Sure. Try “how,” which is phonetically equivalent to “hou,” as in house. Ou and ow are diphthongs — that is, two vowel sounds that kind of slide together when you say them. W and Y are often called semivowels because they go both ways, as it were, depending on the company they keep within the word. (Low morals are obviously a problem at every level of our society.) In cow, for instance, W is a vowel, but make the word coward and you can hear W working as a consonant. Similarly with Y become I in copy and copier. I could also expound on the vowel-likes, yet another class of letters with an identity crisis, but I think we’ve had enough angst for one column already.

Letter writer claims telepathic abilities

Dear Cecil:

Regarding your column on the use of W as a vowel, the word Mr. S. wanted to hear was cwm. There are of course others. Check out your OED. And hey, in general you’re OK.

— Luis P., Chicago

Don’t think that token nicety is going to save you, you skunk. Cwm, pronounced “koom” and signifying “mountain hollow,” is a borrowing from Welsh, in which tongue W is a vowel equivalent to oo (or perhaps we should say, double-U). Use of W this way in English is anomalous and is not what linguists have in mind when they talk about W being a part-time vowel.

How a mutation like cwm got into a nice language like English in the first place is a question that bears some looking into. Except for persons who spend a lot of time prowling around mountain hollows, it’s useful chiefly to composers of crossword puzzles and other disreputable amusements, e.g., the “pangram.” A pangram is a sentence containing every letter of the alphabet at least once and ideally no more than once. You can see how cwm would come in handy in this regard.

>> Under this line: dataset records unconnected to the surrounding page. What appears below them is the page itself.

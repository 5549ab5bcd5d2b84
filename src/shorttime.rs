// Copyright 2025 Martin Pool

//! Concise human-readable rendering of event times.

use jiff::tz::TimeZone;
use jiff::{Timestamp, Zoned};

const MINUTE_MS: i64 = 60 * 1000;
const HOUR_MS: i64 = 60 * MINUTE_MS;
const DAY_MS: i64 = 24 * HOUR_MS;

fn zoned(timestamp_ms: i64, tz: &TimeZone) -> Option<Zoned> {
    Timestamp::from_millisecond(timestamp_ms)
        .ok()
        .map(|t| t.to_zoned(tz.clone()))
}

/// Describe how long ago `timestamp_ms` was, like "5m ago".
///
/// Anything a week or older is shown as an absolute time instead.
pub fn relative(timestamp_ms: i64, now: Timestamp, tz: &TimeZone) -> String {
    let age = now.as_millisecond().saturating_sub(timestamp_ms);
    let minutes = age.div_euclid(MINUTE_MS);
    if minutes < 1 {
        "Just now".to_string()
    } else if minutes < 60 {
        format!("{minutes}m ago")
    } else if age < DAY_MS {
        format!("{}h ago", age / HOUR_MS)
    } else if age < 7 * DAY_MS {
        format!("{}d ago", age / DAY_MS)
    } else {
        absolute(timestamp_ms, tz)
    }
}

/// Render a time like "16th Jan 2025, 10:30 AM UTC".
pub fn absolute(timestamp_ms: i64, tz: &TimeZone) -> String {
    let Some(zoned) = zoned(timestamp_ms, tz) else {
        return timestamp_ms.to_string();
    };
    let day = zoned.day();
    format!(
        "{day}{suffix} {rest}",
        suffix = ordinal_suffix(day),
        rest = zoned.strftime("%b %Y, %-I:%M %p %Z"),
    )
}

/// Render the time of day of an event, like "9:05:07 PM".
pub fn clock(timestamp_ms: i64, tz: &TimeZone) -> String {
    match zoned(timestamp_ms, tz) {
        Some(zoned) => zoned.strftime("%-I:%M:%S %p").to_string(),
        None => timestamp_ms.to_string(),
    }
}

/// Render a time in RFC 3339 form, for machine-readable output.
pub fn rfc3339(timestamp_ms: i64) -> String {
    match Timestamp::from_millisecond(timestamp_ms) {
        Ok(t) => t.to_string(),
        Err(_) => timestamp_ms.to_string(),
    }
}

/// English ordinal suffix for a day of the month.
pub fn ordinal_suffix(day: i8) -> &'static str {
    match (day % 10, day % 100) {
        (_, 11..=13) => "th",
        (1, _) => "st",
        (2, _) => "nd",
        (3, _) => "rd",
        _ => "th",
    }
}
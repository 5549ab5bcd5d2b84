// Copyright 2025 Martin Pool

//! Scripted in-memory implementations of the cloud traits, for tests.

use std::collections::HashMap;
use std::sync::Mutex;

use async_trait::async_trait;

use super::{
    Cursor, FunctionsApi, LambdaFunction, LogEvent, LogStream, LogsApi, Page, Queue, QueuesApi,
};
use crate::{Error, Result};

/// A log stream whose last event was at `last_event_time`.
pub fn stream(name: &str, last_event_time: i64) -> LogStream {
    LogStream {
        name: name.to_owned(),
        last_event_time,
        first_event_time: 0,
        last_ingestion_time: last_event_time,
        stored_bytes: None,
    }
}

pub fn event(timestamp: i64, message: &str) -> LogEvent {
    LogEvent {
        timestamp,
        message: message.to_owned(),
        ingestion_time: None,
    }
}

/// Fake CloudWatch Logs holding whole streams in memory.
///
/// Streams are served in pages like DescribeLogStreams; events are served in pages of
/// `event_page_size`, and at the end of a stream the forward token is repeated, as the
/// real service does.
#[derive(Debug, Default)]
pub struct FakeLogs {
    pub streams: Vec<LogStream>,
    pub events: HashMap<String, Vec<LogEvent>>,
    pub event_page_size: usize,
    /// Streams whose event reads fail.
    pub failing_streams: Vec<String>,
    /// Page sizes requested from `describe_log_streams`.
    pub stream_requests: Mutex<Vec<usize>>,
    /// Number of `get_log_events` calls per stream.
    pub event_calls: Mutex<HashMap<String, usize>>,
}

impl FakeLogs {
    pub fn with_streams(n: usize) -> Self {
        FakeLogs {
            streams: (0..n)
                .map(|i| stream(&format!("stream-{i:03}"), 1_000_000 - i as i64))
                .collect(),
            event_page_size: 2,
            ..Default::default()
        }
    }

    pub fn add_stream(&mut self, name: &str, events: Vec<LogEvent>) {
        let last = events.iter().map(|e| e.timestamp).max().unwrap_or(0);
        self.streams.push(stream(name, last));
        self.events.insert(name.to_owned(), events);
        if self.event_page_size == 0 {
            self.event_page_size = 2;
        }
    }

    pub fn stream_page_count(&self) -> usize {
        self.stream_requests.lock().unwrap().len()
    }

    pub fn event_call_count(&self, stream: &str) -> usize {
        self.event_calls
            .lock()
            .unwrap()
            .get(stream)
            .copied()
            .unwrap_or(0)
    }
}

fn offset(cursor: &Option<Cursor>) -> usize {
    cursor
        .as_ref()
        .map(|c| c.as_str().trim_start_matches("f/").parse().unwrap())
        .unwrap_or(0)
}

#[async_trait]
impl LogsApi for FakeLogs {
    async fn describe_log_streams(
        &self,
        _log_group: &str,
        page_size: usize,
        cursor: Option<Cursor>,
    ) -> Result<Page<LogStream>> {
        assert!(page_size > 0 && page_size <= 50, "bad page size {page_size}");
        self.stream_requests.lock().unwrap().push(page_size);
        let start = offset(&cursor);
        let end = (start + page_size).min(self.streams.len());
        let next = (end < self.streams.len()).then(|| Cursor::new(end.to_string()));
        Ok(Page::new(self.streams[start..end].to_vec(), next))
    }

    async fn get_log_events(
        &self,
        _log_group: &str,
        log_stream: &str,
        cursor: Option<Cursor>,
    ) -> Result<Page<LogEvent>> {
        *self
            .event_calls
            .lock()
            .unwrap()
            .entry(log_stream.to_owned())
            .or_default() += 1;
        if self.failing_streams.iter().any(|s| s == log_stream) {
            return Err(Error::Cloud(
                format!("ResourceNotFoundException: {log_stream}").into(),
            ));
        }
        let events = self.events.get(log_stream).cloned().unwrap_or_default();
        let start = offset(&cursor);
        let end = (start + self.event_page_size).min(events.len());
        // Always return a forward token; at the end it repeats the one sent.
        Ok(Page::new(
            events[start..end].to_vec(),
            Some(Cursor::new(format!("f/{end}"))),
        ))
    }
}

/// Fake Lambda and SQS.
#[derive(Debug, Default)]
pub struct FakeResources {
    pub functions: Vec<LambdaFunction>,
    pub queues: Vec<Queue>,
    /// Consumer function ARNs by event source ARN.
    pub consumers: HashMap<String, Vec<String>>,
    pub page_size_seen: Mutex<Vec<usize>>,
}

fn page_of<T: Clone>(all: &[T], page_size: usize, cursor: &Option<Cursor>) -> Page<T> {
    let start = offset(cursor);
    let end = (start + page_size).min(all.len());
    let next = (end < all.len()).then(|| Cursor::new(end.to_string()));
    Page::new(all[start..end].to_vec(), next)
}

#[async_trait]
impl FunctionsApi for FakeResources {
    async fn list_functions(
        &self,
        page_size: usize,
        marker: Option<Cursor>,
    ) -> Result<Page<LambdaFunction>> {
        self.page_size_seen.lock().unwrap().push(page_size);
        Ok(page_of(&self.functions, page_size, &marker))
    }

    async fn list_event_source_consumers(
        &self,
        event_source_arn: &str,
        marker: Option<Cursor>,
    ) -> Result<Page<String>> {
        let consumers = self
            .consumers
            .get(event_source_arn)
            .cloned()
            .unwrap_or_default();
        Ok(page_of(&consumers, 1, &marker))
    }
}

#[async_trait]
impl QueuesApi for FakeResources {
    async fn list_queues(&self, page_size: usize, cursor: Option<Cursor>) -> Result<Page<Queue>> {
        self.page_size_seen.lock().unwrap().push(page_size);
        Ok(page_of(&self.queues, page_size, &cursor))
    }

    async fn queue_arn(&self, queue: &Queue) -> Result<String> {
        Ok(format!("arn:aws:sqs:us-east-1:123456789012:{}", queue.name))
    }
}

For example, we have:

Cwm, fjord-bank glyphs vext quiz

… which means, “Carved figures in a mountain hollow and on the bank of a fjord irritated an eccentric person.” (“Vext,” of course, is an alternate form of “vexed,” and “quiz” means “an eccentric person.”) Similarly we have:

Junky qoph-flags vext crwd zimb

… meaning, “Trashy flags with a design resembling the Hebrew letter qoph exasperated an Ethiopian fly whose customary habitat was an ancient Celtic stringed instrument (crwd).” But it’s not like I’m telling you something you don’t already know.